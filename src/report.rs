use crate::layout::{shift_cells, Grid, ShiftCell};
use crate::model::ShiftKind;
use anyhow::Context;
use csv::WriterBuilder;
use serde::Serialize;
use std::path::Path;

/// Case non pourvue dans la grille.
#[derive(Debug, Clone, PartialEq, Eq, Serialize)]
pub struct UnfilledSlot {
    pub station: String,
    pub shift: ShiftKind,
    pub role: String,
}

/// Bilan d'effectif d'un sidur.
#[derive(Debug, Clone, Default, PartialEq, Eq, Serialize)]
pub struct StaffingReport {
    pub slots: usize,
    pub filled: usize,
    pub annotations: usize,
    pub unfilled: Vec<UnfilledSlot>,
}

impl StaffingReport {
    pub fn is_complete(&self) -> bool {
        self.unfilled.is_empty()
    }
}

pub fn summarize(grid: &Grid) -> StaffingReport {
    let mut report = StaffingReport::default();
    for station in &grid.stations {
        for row in &station.rows {
            for (kind, cell) in shift_cells(row) {
                match cell {
                    ShiftCell::Blank => {}
                    ShiftCell::Annotation { .. } => report.annotations += 1,
                    ShiftCell::Slot { role, unfilled, .. } => {
                        report.slots += 1;
                        if *unfilled {
                            report.unfilled.push(UnfilledSlot {
                                station: station.name.clone(),
                                shift: kind,
                                role: role.clone(),
                            });
                        } else {
                            report.filled += 1;
                        }
                    }
                }
            }
        }
    }
    report
}

/// Export CSV des cases vides: header `station,shift,role`
pub fn export_unfilled_csv<P: AsRef<Path>>(path: P, report: &StaffingReport) -> anyhow::Result<()> {
    let path = path.as_ref();
    let mut w = WriterBuilder::new()
        .has_headers(true)
        .from_path(path)
        .with_context(|| format!("creating {}", path.display()))?;
    w.write_record(["station", "shift", "role"])?;
    for slot in &report.unfilled {
        w.write_record([slot.station.as_str(), slot.shift.label(), slot.role.as_str()])?;
    }
    w.flush()?;
    Ok(())
}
---+---
- WHAT TO PRODUCE -
Across all the entries above, how many lines hold the word "path"? Answer with the number only.

- YOUR SOLUTION -
5